En 2013 un débat public a conclu que Cigéo devait être développé par étapes, avec une première phase industrielle pilote de dix ans, pendant laquelle le stockage sera mis en œuvre à petite échelle et sa réversibilité démontrée.

La démocratie est indispensable pour accompagner les décisions sur Cigéo. Qui accepterait, sans se poser de question, d’accueillir dans son sous-sol des déchets radioactifs ? L’insertion de Cigéo dans le territoire tout comme sa gestion réversible ne sont possibles que si les préoccupations des habitants sont prises en compte.

Si l’enjeu financier est important (25 milliards d’euros répartis sur un siècle, ce qui ne représente que 1 à 2 % du coût de l’électricité), il ne peut être avancé comme un obstacle ni au dialogue nécessaire ni au choix des meilleures solutions. Les provisions financières nécessaires viendront grever le cours de l’action d’EDF, aujourd’hui société anonyme cotée en Bourse et placée sur un marché concurrentiel. Le récent projet Hercule prévoit d’isoler la production d’électricité nucléaire dans une entité séparée, donc fragilisée.

En 2021, l’Andra a déposé un dossier de déclaration d’utilité publique soumis à enquête publique, et en 2022 une demande d’autorisation de création sera instruite par l’Autorité de sûreté nucléaire.

À l’issue de ces instructions, la décision reviendra au Parlement et au gouvernement. Quel que soit l’avenir de la filière nucléaire, le stockage des déchets devra être assuré sur la très longue durée et dans le respect absolu des règles de sûreté. Il revient à la puissance publique de garantir la qualité technique et financière d’un tel projet ; elle devra confirmer qu’elle en garde la maîtrise.

En 2006, les élus communistes avaient qualifié d’« avancée » la loi de programme du 28 juin 2006 qui définit des conditions de création de Cigéo et qui pose le principe de sa réversibilité.

Stocker en profondeur les déchets dont on ne peut attendre ni réduction de la dangerosité ni valorisation est la solution la plus responsable.
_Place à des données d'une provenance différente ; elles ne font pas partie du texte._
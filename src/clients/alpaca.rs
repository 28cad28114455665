// Alpaca REST gateway: positions, orders, account, clock, and market data

use chrono::{DateTime, NaiveDate, Utc};
use serde::de::DeserializeOwned;
use serde::Deserialize;
use serde_json::json;
use std::collections::HashMap;
use tracing::{debug, warn};
use uuid::Uuid;

use crate::config::GatewayConfig;
use crate::core::types::{Bar, FilledOrder, MarketGateway, OrderConfirmation, OrderSide, Position};
use crate::error::{TradingError, TradingResult};

/// Brokerage gateway backed by the Alpaca trading and market-data APIs.
///
/// All endpoints are relative to the configured base URLs so the paper and
/// live environments (and tests) only differ in configuration.
pub struct AlpacaGateway {
    http: reqwest::Client,
    rest_base_url: String,
    data_base_url: String,
    api_key_id: String,
    api_secret_key: String,
}

#[derive(Debug, Deserialize)]
struct PositionRow {
    symbol: String,
    qty: String,
    current_price: String,
}

#[derive(Debug, Deserialize)]
struct LatestTradeResponse {
    trade: TradePayload,
}

#[derive(Debug, Deserialize)]
struct TradePayload {
    p: f64,
}

#[derive(Debug, Deserialize)]
struct AccountResponse {
    portfolio_value: String,
}

#[derive(Debug, Deserialize)]
struct ClockResponse {
    is_open: bool,
}

#[derive(Debug, Deserialize)]
struct BarPayload {
    o: f64,
    h: f64,
    l: f64,
    c: f64,
    v: f64,
    t: DateTime<Utc>,
}

#[derive(Debug, Deserialize)]
struct BarsResponse {
    bars: Option<Vec<BarPayload>>,
}

#[derive(Debug, Deserialize)]
struct LatestBarResponse {
    bar: BarPayload,
}

#[derive(Debug, Deserialize)]
struct OrderResponse {
    id: String,
    status: String,
}

#[derive(Debug, Deserialize)]
struct ClosedOrderRow {
    symbol: String,
    side: String,
    status: String,
    filled_avg_price: Option<String>,
    filled_qty: Option<String>,
    filled_at: Option<DateTime<Utc>>,
}

impl From<BarPayload> for Bar {
    fn from(payload: BarPayload) -> Self {
        Bar {
            open: payload.o,
            high: payload.h,
            low: payload.l,
            close: payload.c,
            volume: payload.v,
            timestamp: payload.t,
        }
    }
}

impl AlpacaGateway {
    pub fn new(config: &GatewayConfig) -> Self {
        Self {
            http: reqwest::Client::new(),
            rest_base_url: config.rest_base_url.trim_end_matches('/').to_string(),
            data_base_url: config.data_base_url.trim_end_matches('/').to_string(),
            api_key_id: config.api_key_id.clone(),
            api_secret_key: config.api_secret_key.clone(),
        }
    }

    fn authed(&self, builder: reqwest::RequestBuilder) -> reqwest::RequestBuilder {
        builder
            .header("APCA-API-KEY-ID", &self.api_key_id)
            .header("APCA-API-SECRET-KEY", &self.api_secret_key)
    }

    async fn check(response: reqwest::Response) -> TradingResult<reqwest::Response> {
        let status = response.status();
        if status.is_success() {
            return Ok(response);
        }

        let body = response.text().await.unwrap_or_default();
        Err(match status.as_u16() {
            401 | 403 => TradingError::ApiAuthentication(format!("{}: {}", status, body)),
            429 => TradingError::ApiRateLimit(format!("{}: {}", status, body)),
            _ => TradingError::ApiResponse(format!("{}: {}", status, body)),
        })
    }

    async fn get_json<T: DeserializeOwned>(&self, url: &str) -> TradingResult<T> {
        let response = self.authed(self.http.get(url)).send().await?;
        let response = Self::check(response).await?;
        Ok(response.json::<T>().await?)
    }

    async fn latest_trade_price(&self, symbol: &str) -> TradingResult<f64> {
        let url = format!("{}/v2/stocks/{}/trades/latest", self.data_base_url, symbol);
        let response: LatestTradeResponse = self.get_json(&url).await?;
        Ok(response.trade.p)
    }
}

fn parse_decimal(value: &str, field: &str) -> TradingResult<f64> {
    value
        .parse::<f64>()
        .map_err(|_| TradingError::ApiResponse(format!("invalid decimal in {}: {:?}", field, value)))
}

#[async_trait::async_trait]
impl MarketGateway for AlpacaGateway {
    async fn fetch_positions(&self) -> TradingResult<HashMap<String, Position>> {
        let url = format!("{}/v2/positions", self.rest_base_url);
        let rows: Vec<PositionRow> = self.get_json(&url).await?;

        let mut positions = HashMap::new();
        for row in rows {
            let quantity = parse_decimal(&row.qty, "qty")? as i64;
            let account_price = parse_decimal(&row.current_price, "current_price")?;

            // Prefer the real-time trade price; fall back to the price the
            // broker attached to the position snapshot.
            let market_price = match self.latest_trade_price(&row.symbol).await {
                Ok(price) => price,
                Err(e) => {
                    warn!(symbol = %row.symbol, error = %e, "latest trade unavailable, using position price");
                    account_price
                }
            };

            positions.insert(
                row.symbol.clone(),
                Position {
                    symbol: row.symbol,
                    quantity,
                    account_price,
                    market_price,
                },
            );
        }

        debug!(count = positions.len(), "fetched positions");
        Ok(positions)
    }

    async fn fetch_historical_bars(&self, symbol: &str, start: NaiveDate) -> TradingResult<Vec<Bar>> {
        let end = (Utc::now() - chrono::Duration::days(1)).date_naive();
        let url = format!(
            "{}/v2/stocks/{}/bars?timeframe=1Day&start={}&end={}&adjustment=all&limit=10000",
            self.data_base_url, symbol, start, end
        );
        let response: BarsResponse = self.get_json(&url).await?;
        Ok(response
            .bars
            .unwrap_or_default()
            .into_iter()
            .map(Bar::from)
            .collect())
    }

    async fn fetch_latest_bar(&self, symbol: &str) -> TradingResult<Bar> {
        let url = format!("{}/v2/stocks/{}/bars/latest", self.data_base_url, symbol);
        let response: LatestBarResponse = self.get_json(&url).await?;
        Ok(response.bar.into())
    }

    async fn place_order(
        &self,
        symbol: &str,
        qty: i64,
        side: OrderSide,
    ) -> TradingResult<OrderConfirmation> {
        let url = format!("{}/v2/orders", self.rest_base_url);
        let body = json!({
            "symbol": symbol,
            "qty": qty.to_string(),
            "side": side.to_string(),
            "type": "market",
            "time_in_force": "gtc",
            "client_order_id": Uuid::new_v4().to_string(),
        });

        let response = self.authed(self.http.post(&url)).json(&body).send().await?;
        let response = Self::check(response).await.map_err(|e| match e {
            // A rejected submission is an order failure, not a generic API error.
            TradingError::ApiResponse(msg) => TradingError::OrderFailed(msg),
            other => other,
        })?;

        let order: OrderResponse = response.json().await?;
        debug!(%symbol, %side, order_id = %order.id, status = %order.status, "order submitted");
        Ok(OrderConfirmation {
            order_id: order.id,
            status: order.status,
        })
    }

    async fn portfolio_value(&self) -> TradingResult<f64> {
        let url = format!("{}/v2/account", self.rest_base_url);
        let account: AccountResponse = self.get_json(&url).await?;
        parse_decimal(&account.portfolio_value, "portfolio_value")
    }

    async fn is_market_open(&self) -> TradingResult<bool> {
        let url = format!("{}/v2/clock", self.rest_base_url);
        let clock: ClockResponse = self.get_json(&url).await?;
        Ok(clock.is_open)
    }

    async fn fetch_filled_orders(&self) -> TradingResult<Vec<FilledOrder>> {
        // Ascending so callers replay fills oldest first.
        let url = format!(
            "{}/v2/orders?status=closed&limit=500&direction=asc",
            self.rest_base_url
        );
        let rows: Vec<ClosedOrderRow> = self.get_json(&url).await?;

        let mut orders = Vec::new();
        for row in rows {
            if row.status != "filled" {
                continue;
            }
            let side = match row.side.as_str() {
                "buy" => OrderSide::Buy,
                "sell" => OrderSide::Sell,
                other => {
                    warn!(symbol = %row.symbol, side = other, "skipping order with unknown side");
                    continue;
                }
            };
            let filled_avg_price = row
                .filled_avg_price
                .as_deref()
                .and_then(|price| price.parse::<f64>().ok());
            let filled_qty = row
                .filled_qty
                .as_deref()
                .and_then(|qty| qty.parse::<f64>().ok())
                .map(|qty| qty as i64)
                .unwrap_or(0);

            orders.push(FilledOrder {
                symbol: row.symbol,
                side,
                filled_avg_price,
                filled_qty,
                filled_at: row.filled_at,
            });
        }

        Ok(orders)
    }
}
// Common test utilities: mock collaborators and data generators
#![allow(dead_code)]

use async_trait::async_trait;
use chrono::{Duration, TimeZone, Utc};
use std::collections::HashMap;
use std::sync::atomic::{AtomicBool, AtomicUsize, Ordering};
use std::sync::Mutex;

use equity_trading_bot::{
    Bar, FilledOrder, MarketGateway, OrderConfirmation, OrderSide, Position, StreamClient,
    TradingConfig, TradingError, TradingResult,
};

/// Trading config with one-second loop intervals for fast tests.
pub fn fast_config() -> TradingConfig {
    TradingConfig {
        monitor_interval_secs: 1,
        refresh_interval_secs: 1,
        purge_interval_secs: 1,
        health_interval_secs: 1,
        closed_market_backoff_secs: 1,
        ..TradingConfig::default()
    }
}

/// In-memory market gateway with scripted state.
#[derive(Default)]
pub struct MockGateway {
    pub positions: Mutex<HashMap<String, Position>>,
    pub bars: Mutex<HashMap<String, Vec<Bar>>>,
    pub filled_orders: Mutex<Vec<FilledOrder>>,
    pub placed_orders: Mutex<Vec<(String, i64, OrderSide)>>,
    pub fail_orders: AtomicBool,
    pub market_closed: AtomicBool,
    pub portfolio_value: f64,
}

impl MockGateway {
    pub fn with_position(self, symbol: &str, quantity: i64, account_price: f64, market_price: f64) -> Self {
        self.positions.lock().unwrap().insert(
            symbol.to_string(),
            Position {
                symbol: symbol.to_string(),
                quantity,
                account_price,
                market_price,
            },
        );
        self
    }

    pub fn with_bars(self, symbol: &str, bars: Vec<Bar>) -> Self {
        self.bars.lock().unwrap().insert(symbol.to_string(), bars);
        self
    }

    pub fn with_filled_orders(self, orders: Vec<FilledOrder>) -> Self {
        *self.filled_orders.lock().unwrap() = orders;
        self
    }

    pub fn orders_placed(&self) -> Vec<(String, i64, OrderSide)> {
        self.placed_orders.lock().unwrap().clone()
    }
}

#[async_trait]
impl MarketGateway for MockGateway {
    async fn fetch_positions(&self) -> TradingResult<HashMap<String, Position>> {
        Ok(self.positions.lock().unwrap().clone())
    }

    async fn fetch_historical_bars(
        &self,
        symbol: &str,
        _start: chrono::NaiveDate,
    ) -> TradingResult<Vec<Bar>> {
        Ok(self
            .bars
            .lock()
            .unwrap()
            .get(symbol)
            .cloned()
            .unwrap_or_default())
    }

    async fn fetch_latest_bar(&self, symbol: &str) -> TradingResult<Bar> {
        self.bars
            .lock()
            .unwrap()
            .get(symbol)
            .and_then(|bars| bars.last().cloned())
            .ok_or_else(|| TradingError::InsufficientData(format!("no bars for {}", symbol)))
    }

    async fn place_order(
        &self,
        symbol: &str,
        qty: i64,
        side: OrderSide,
    ) -> TradingResult<OrderConfirmation> {
        if self.fail_orders.load(Ordering::SeqCst) {
            return Err(TradingError::OrderFailed("scripted rejection".to_string()));
        }

        let mut placed = self.placed_orders.lock().unwrap();
        placed.push((symbol.to_string(), qty, side));
        Ok(OrderConfirmation {
            order_id: format!("mock-order-{}", placed.len()),
            status: "accepted".to_string(),
        })
    }

    async fn portfolio_value(&self) -> TradingResult<f64> {
        Ok(self.portfolio_value)
    }

    async fn is_market_open(&self) -> TradingResult<bool> {
        Ok(!self.market_closed.load(Ordering::SeqCst))
    }

    async fn fetch_filled_orders(&self) -> TradingResult<Vec<FilledOrder>> {
        Ok(self.filled_orders.lock().unwrap().clone())
    }
}

/// Streaming client stub with scripted liveness.
pub struct MockStream {
    pub connected: AtomicBool,
    pub reconnect_succeeds: bool,
    pub connect_calls: AtomicUsize,
}

impl MockStream {
    pub fn connected() -> Self {
        Self {
            connected: AtomicBool::new(true),
            reconnect_succeeds: true,
            connect_calls: AtomicUsize::new(0),
        }
    }

    pub fn dead() -> Self {
        Self {
            connected: AtomicBool::new(false),
            reconnect_succeeds: false,
            connect_calls: AtomicUsize::new(0),
        }
    }
}

#[async_trait]
impl StreamClient for MockStream {
    async fn connect(&self) -> TradingResult<()> {
        self.connect_calls.fetch_add(1, Ordering::SeqCst);
        if self.reconnect_succeeds {
            self.connected.store(true, Ordering::SeqCst);
            Ok(())
        } else {
            Err(TradingError::Stream("scripted connect failure".to_string()))
        }
    }

    async fn connect_with_retries(&self) -> bool {
        self.connect().await.is_ok()
    }

    fn is_connected(&self) -> bool {
        self.connected.load(Ordering::SeqCst)
    }

    async fn close(&self) {
        self.connected.store(false, Ordering::SeqCst);
    }
}

/// Daily bars drifting upward with a bounded intra-bar range, noisy enough to
/// look like market data but deterministic in trend.
pub fn trending_bars(start_price: f64, count: usize, drift: f64, range: f64) -> Vec<Bar> {
    use rand::Rng;
    let mut rng = rand::thread_rng();
    let start_day = Utc.with_ymd_and_hms(2025, 1, 2, 21, 0, 0).unwrap();
    let mut close = start_price;

    (0..count)
        .map(|i| {
            close += drift + rng.gen_range(-drift * 0.1..drift * 0.1);
            Bar {
                open: close - drift,
                high: close + range / 2.0,
                low: close - range / 2.0,
                close,
                volume: rng.gen_range(1_000.0..100_000.0),
                timestamp: start_day + Duration::days(i as i64),
            }
        })
        .collect()
}

/// Bars that pass the backtest gate with default settings: a steady uptrend
/// whose average true range sits inside the default volatility band.
pub fn gate_passing_bars(count: usize) -> Vec<Bar> {
    trending_bars(100.0, count, 1.0, 3.0)
}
Elle permet de limiter la charge transférée aux générations futures. C’est dans ce sens que, en 2016, les groupes communistes au Sénat et à l’Assemblée nationale ont soutenu la loi sur la réversibilité, qui est la capacité, pour les générations à venir, soit de poursuivre la construction et l’exploitation des tranches successives du stockage, soit de réévaluer les choix définis antérieurement et de faire évoluer les solutions de gestion.

*BERNARD FELIX est ingénieur-conseil, ancien ingénieur de recherche au CEA et à l’Andra.